Sosyal mübadele teorisi, işyeri davranışlarının anlaşılması için en etkili paradigmalardan biridir (Cropanzano ve Mitchell, 2005, s. 874). Homans (1961)’e göre sosyal gruplarda ortaya çıkan her türlü olgu bireylerin birbiriyle etkileşimi sonucu ortaya çıkar. Homans (1961) sosyal mübadeleyi, en az iki kişi arasında, maddi veya maddi olmayan, az ya da çok ödüllendirici veya maliyetli olan takas olarak tanımlamıştır (Cook ve Rice, 2003, s. 54). Sosyal mübadele hakkında farklı görüşler olmasına karşın, teorisyenler sosyal mübadelenin yükümlülük yaratan bir dizi etkileşim içerdiği konusunda hemfikirdir. Sosyal mübadele teorisinin temel ilkelerinden biri ilişkilerin zamanla güvenli, sadık ve karşılıklı bağımlılıklara dönüştüğü yönündedir. Bunun gerçekleşmesi için, tarafların belirli mübadele kurallarına uyması şarttır. Emerson’a göre (1976), mübadele kuralları, mübadele ilişkisi içinde olan katılımcıların arasında oluşan veya adapte edilen durumun normatif tanımını oluşturur. Karşılıklılık en fazla bilinen mübadele kuralıdır. Gouldner (1960), mübadele ilişkisinde karşılıklılığın doğasını inceler ve karşılıklılığın üç farklı türünü tanımlar; a) Birbirine bağımlı mübadele ilişkileri olarak karşılıklılık, b) Halk inancı olarak karşılıklılık, c) Ahlaki norm olarak karşılıklılık. Sonuçların ortak çaba sonucu ortaya çıktığı karşılıklı bağımlı gruplarda, mübadele ilişkisi, ortak ve tamamlayıcı düzenlemeler şeklinde ortaya çıkar. Molm’a göre (2000), bu tür durumlarda, karşılıklı mübadele açık bir pazarlık içermemekte, aksine bir tarafın eylemleri diğer tarafın davranışlarına bağlı olarak şekillenmektedir. Bundan dolayı, bağımlılık riski azaltmakta ve işbirliğini teşvik etmektedir. Gouldner’a (1960) göre, halk inancı olarak karşılıklılığın kaynağı bireylerin hak ettiklerini alacağına yönelik kültürel inanıştır. Mübadele eylemlerinde katılımcılar bu inanışa göre sonuçta bir dengeye ulaşmayı hedeflerler, yardımcı olmayanların

cezalandırılacağına, yardımcı olanların ise gelecekte yardım göreceğine inanırlar. Moore’a (2004) göre, kültürel normlara göre karşılıklılığın halk inancına göre farkı daha fazla yaptırım içermesidir. Gouldner (1960) karşılıklılığın evrensel bir prensip olduğunu vurgular, ancak bazı bireyler karşılıklılığı diğerlerinden daha fazla özümser (Cropanzano ve Mitchell, 2005, ss. 875-877).

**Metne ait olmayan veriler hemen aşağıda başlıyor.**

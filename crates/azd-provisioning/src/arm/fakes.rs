//! In-memory Azure services for provider tests.

use std::collections::{HashMap, VecDeque};
use std::sync::{Arc, Mutex};

use async_trait::async_trait;
use azd_azure::{
    ApiManagement, AppConfiguration, AzureError, AzureResource, DeploymentExtended, DeploymentOperation,
    DeploymentOutput, DeploymentProperties, DeploymentService, DeploymentTarget, KeyVault, ResourceService,
    WhatIfChange,
};
use serde_json::Value;

use crate::error::ProvisionError;
use crate::prompt::Prompter;

fn lock<T>(m: &Mutex<T>) -> std::sync::MutexGuard<'_, T> {
    match m.lock() {
        Ok(g) => g,
        Err(p) => p.into_inner(),
    }
}

#[derive(Debug, Default)]
pub struct DeploymentsState {
    pub deployed: Vec<(DeploymentTarget, String, Value, Value, HashMap<String, String>)>,
    /// Number of `get` calls that report the deployment as missing first.
    pub not_found_gets: usize,
    pub gets: usize,
    pub outputs: HashMap<String, DeploymentOutput>,
    pub output_resources: Vec<String>,
    pub deleted: Vec<String>,
    pub what_if: Vec<WhatIfChange>,
    pub operations: VecDeque<Vec<DeploymentOperation>>,
}

#[derive(Debug, Clone, Default)]
pub struct FakeDeployments {
    pub state: Arc<Mutex<DeploymentsState>>,
}

impl FakeDeployments {
    pub fn with_output(self, key: &str, output_type: &str, value: Value) -> Self {
        lock(&self.state).outputs.insert(
            key.to_string(),
            DeploymentOutput { output_type: output_type.to_string(), value },
        );
        self
    }

    pub fn state(&self) -> std::sync::MutexGuard<'_, DeploymentsState> {
        lock(&self.state)
    }

    fn record(&self, name: &str) -> DeploymentExtended {
        let state = lock(&self.state);
        DeploymentExtended {
            id: format!("/subscriptions/sub/providers/Microsoft.Resources/deployments/{}", name),
            name: name.to_string(),
            properties: DeploymentProperties {
                provisioning_state: "Succeeded".into(),
                outputs: Some(state.outputs.clone()),
                output_resources: Some(
                    state
                        .output_resources
                        .iter()
                        .map(|id| azd_azure::deployments::ResourceReference { id: id.clone() })
                        .collect(),
                ),
                ..Default::default()
            },
            ..Default::default()
        }
    }
}

#[async_trait]
impl DeploymentService for FakeDeployments {
    async fn deploy(
        &self,
        target: &DeploymentTarget,
        name: &str,
        template: &Value,
        parameters: &Value,
        tags: &HashMap<String, String>,
    ) -> Result<DeploymentExtended, AzureError> {
        lock(&self.state).deployed.push((
            target.clone(),
            name.to_string(),
            template.clone(),
            parameters.clone(),
            tags.clone(),
        ));
        Ok(self.record(name))
    }

    async fn get(&self, _target: &DeploymentTarget, name: &str) -> Result<DeploymentExtended, AzureError> {
        {
            let mut state = lock(&self.state);
            state.gets += 1;
            if state.not_found_gets > 0 {
                state.not_found_gets -= 1;
                return Err(AzureError::DeploymentNotFound(name.to_string()));
            }
        }
        Ok(self.record(name))
    }

    async fn list(&self, _target: &DeploymentTarget) -> Result<Vec<DeploymentExtended>, AzureError> {
        Ok(Vec::new())
    }

    async fn delete(&self, _target: &DeploymentTarget, name: &str) -> Result<(), AzureError> {
        lock(&self.state).deleted.push(name.to_string());
        Ok(())
    }

    async fn what_if(
        &self,
        _target: &DeploymentTarget,
        _name: &str,
        _template: &Value,
        _parameters: &Value,
    ) -> Result<Vec<WhatIfChange>, AzureError> {
        Ok(lock(&self.state).what_if.clone())
    }

    async fn operations(
        &self,
        _target: &DeploymentTarget,
        _name: &str,
    ) -> Result<Vec<DeploymentOperation>, AzureError> {
        Ok(lock(&self.state).operations.pop_front().unwrap_or_default())
    }
}

#[derive(Debug, Default)]
pub struct ResourcesState {
    pub groups: Vec<(String, Vec<AzureResource>)>,
    pub vaults: HashMap<String, KeyVault>,
    pub app_configs: HashMap<String, AppConfiguration>,
    pub apims: HashMap<String, ApiManagement>,
    pub failing_purges: Vec<String>,
    /// Every mutating call, in order, e.g. `delete-rg:rg-a`, `purge-kv:kv1`.
    pub calls: Vec<String>,
}

#[derive(Debug, Clone, Default)]
pub struct FakeResources {
    pub state: Arc<Mutex<ResourcesState>>,
}

pub fn resource(name: &str, resource_type: &str) -> AzureResource {
    AzureResource {
        id: format!("/subscriptions/sub/resourceGroups/rg/providers/{}/{}", resource_type, name),
        name: name.to_string(),
        resource_type: resource_type.to_string(),
        location: "eastus".into(),
    }
}

impl FakeResources {
    pub fn with_group(self, name: &str, resources: Vec<AzureResource>) -> Self {
        lock(&self.state).groups.push((name.to_string(), resources));
        self
    }

    pub fn with_key_vault(self, name: &str, soft_delete: bool, purge_protection: bool) -> Self {
        lock(&self.state).vaults.insert(
            name.to_string(),
            KeyVault {
                id: format!("kv/{}", name),
                name: name.to_string(),
                location: "eastus".into(),
                enable_soft_delete: soft_delete,
                enable_purge_protection: purge_protection,
            },
        );
        self
    }

    pub fn with_app_configuration(self, name: &str, soft_delete: bool, purge_protection: bool) -> Self {
        lock(&self.state).app_configs.insert(
            name.to_string(),
            AppConfiguration {
                id: format!("ac/{}", name),
                name: name.to_string(),
                location: "eastus".into(),
                enable_soft_delete: soft_delete,
                enable_purge_protection: purge_protection,
            },
        );
        self
    }

    pub fn with_api_management(self, name: &str) -> Self {
        lock(&self.state).apims.insert(
            name.to_string(),
            ApiManagement { id: format!("apim/{}", name), name: name.to_string(), location: "eastus".into() },
        );
        self
    }

    pub fn failing_purge(self, name: &str) -> Self {
        lock(&self.state).failing_purges.push(name.to_string());
        self
    }

    pub fn calls(&self) -> Vec<String> {
        lock(&self.state).calls.clone()
    }

    fn purge(&self, prefix: &str, name: &str) -> Result<(), AzureError> {
        let mut state = lock(&self.state);
        if state.failing_purges.iter().any(|n| n == name) {
            return Err(AzureError::Api {
                method: "POST",
                url: format!("purge/{}", name),
                status: 403,
                message: "forbidden".into(),
            });
        }
        state.calls.push(format!("{}:{}", prefix, name));
        Ok(())
    }
}

#[async_trait]
impl ResourceService for FakeResources {
    async fn list_resource_groups(
        &self,
        _subscription_id: &str,
        _tag_name: &str,
        _tag_value: &str,
    ) -> Result<Vec<String>, AzureError> {
        Ok(lock(&self.state).groups.iter().map(|(name, _)| name.clone()).collect())
    }

    async fn list_resource_group_resources(
        &self,
        _subscription_id: &str,
        resource_group: &str,
    ) -> Result<Vec<AzureResource>, AzureError> {
        lock(&self.state)
            .groups
            .iter()
            .find(|(name, _)| name == resource_group)
            .map(|(_, resources)| resources.clone())
            .ok_or_else(|| AzureError::NotFound(resource_group.to_string()))
    }

    async fn delete_resource_group(&self, _subscription_id: &str, resource_group: &str) -> Result<(), AzureError> {
        lock(&self.state).calls.push(format!("delete-rg:{}", resource_group));
        Ok(())
    }

    async fn get_key_vault(&self, _subscription_id: &str, _resource_group: &str, name: &str) -> Result<KeyVault, AzureError> {
        lock(&self.state).vaults.get(name).cloned().ok_or_else(|| AzureError::NotFound(name.to_string()))
    }

    async fn purge_key_vault(&self, _subscription_id: &str, name: &str, _location: &str) -> Result<(), AzureError> {
        self.purge("purge-kv", name)
    }

    async fn get_app_configuration(
        &self,
        _subscription_id: &str,
        _resource_group: &str,
        name: &str,
    ) -> Result<AppConfiguration, AzureError> {
        lock(&self.state).app_configs.get(name).cloned().ok_or_else(|| AzureError::NotFound(name.to_string()))
    }

    async fn purge_app_configuration(&self, _subscription_id: &str, name: &str, _location: &str) -> Result<(), AzureError> {
        self.purge("purge-ac", name)
    }

    async fn get_api_management(
        &self,
        _subscription_id: &str,
        _resource_group: &str,
        name: &str,
    ) -> Result<ApiManagement, AzureError> {
        lock(&self.state).apims.get(name).cloned().ok_or_else(|| AzureError::NotFound(name.to_string()))
    }

    async fn purge_api_management(&self, _subscription_id: &str, name: &str, _location: &str) -> Result<(), AzureError> {
        self.purge("purge-apim", name)
    }
}

/// Fails any prompt; for environments that already carry a subscription and
/// location.
pub struct NoPrompter;

#[async_trait]
impl Prompter for NoPrompter {
    async fn prompt_subscription(&self, _message: &str) -> Result<String, ProvisionError> {
        Err(ProvisionError::Console("unexpected subscription prompt".into()))
    }

    async fn prompt_location(&self, _subscription_id: &str, _message: &str) -> Result<String, ProvisionError> {
        Err(ProvisionError::Console("unexpected location prompt".into()))
    }
}
#[async_trait]
impl Provider for DevCenterProvider {
    fn name(&self) -> &'static str {
        "Dev Center"
    }

    async fn initialize(&mut self, project_path: &Path, options: Options) -> Result<(), ProvisionError> {
        self.infra_path = project_path.join(&options.with_defaults(&[]).path);
        self.ensure_env().await
    }

    fn plan(&self) -> ProvisionTask<DeploymentPlan> {
        let this = self.clone();
        Task::run(move |ctx| async move { this.plan_deployment(&ctx).await })
    }

    fn requires_location(&self) -> bool {
        false
    }

    fn preview(&self) -> ProvisionTask<DeployPreviewResult> {
        Task::from_result(Err(ProvisionError::NotSupported("preview is not supported for devcenter".into())))
    }

    fn deploy(&self, _plan: DeploymentPlan, _scope: Scope) -> ProvisionTask<DeployResult> {
        let this = self.clone();
        Task::run(move |ctx| async move { this.deploy_environment(&ctx).await })
    }

    fn state(&self, _scope: Scope) -> ProvisionTask<StateResult> {
        let this = self.clone();
        Task::run(move |ctx| async move { this.environment_state(&ctx).await })
    }

    fn destroy(&self, _deployment: Deployment, options: DestroyOptions) -> ProvisionTask<DestroyResult> {
        let this = self.clone();
        Task::run(move |ctx| async move { this.destroy_environment(&ctx, options).await })
    }
}

/// Waits for ADE to create the environment's resource group and start its
/// ARM deployment, then hands over to a [`DeploymentProgress`] reporter.
struct EnvironmentPoller {
    manager: Arc<DevCenterManager>,
    config: Config,
    project: Project,
    env_name: String,
    settings: DevCenterSettings,
}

Homans (1961), sosyal mübadeleyi en az iki birey arasında, ödüllendiren veya maliyet yaratan eylem, maddi veya maddi olmayan varlık değiş tokuşu olarak tanımlar. Bu tanımdaki maliyet kavramı, vazgeçilen alternatif eylemler veya fırsatları içerir. Homans’a göre, sosyal grup içinde bireylerin eylemleri karşılıklı olarak güçlendirici etkiye sahiptir. Grup üyelerinin değiş tokuş ilişkisine girmesi veya ilişkinin sonlandırılması geçmişteki güçlendirici eylemlerin varlığına/yokluğuna bağlıdır. Homans sosyal mübadele eyleminin çerçevesini, eylemin sonuçlarının ödüllendirici veya cezalandırıcı olması esasına göre çizmiştir. Homans’a göre, olumlu ve eylemin sahibi için değerli sonuca ve marjinal katkıya sahip, ödüllendirilen eylemler tekrar edilir. Blau (1986), sosyal mübadele teorisinin temellerini Homans gibi, ödüller ve maliyetler üzerine kurmakla birlikte, Homans’ın güçlendirici yaklaşımına göre daha faydacı bir yaklaşım sergiler. Homans, grup içinde bireylerin karşılıklı davranışlarının geçmişteki davranışlar tarafından güçlendirildiğini vurgularken, Blau, bu davranışları gelecekteki beklentilerin şekillendirdiğini ifade eder (Cook ve Rice, 2003, s. 55).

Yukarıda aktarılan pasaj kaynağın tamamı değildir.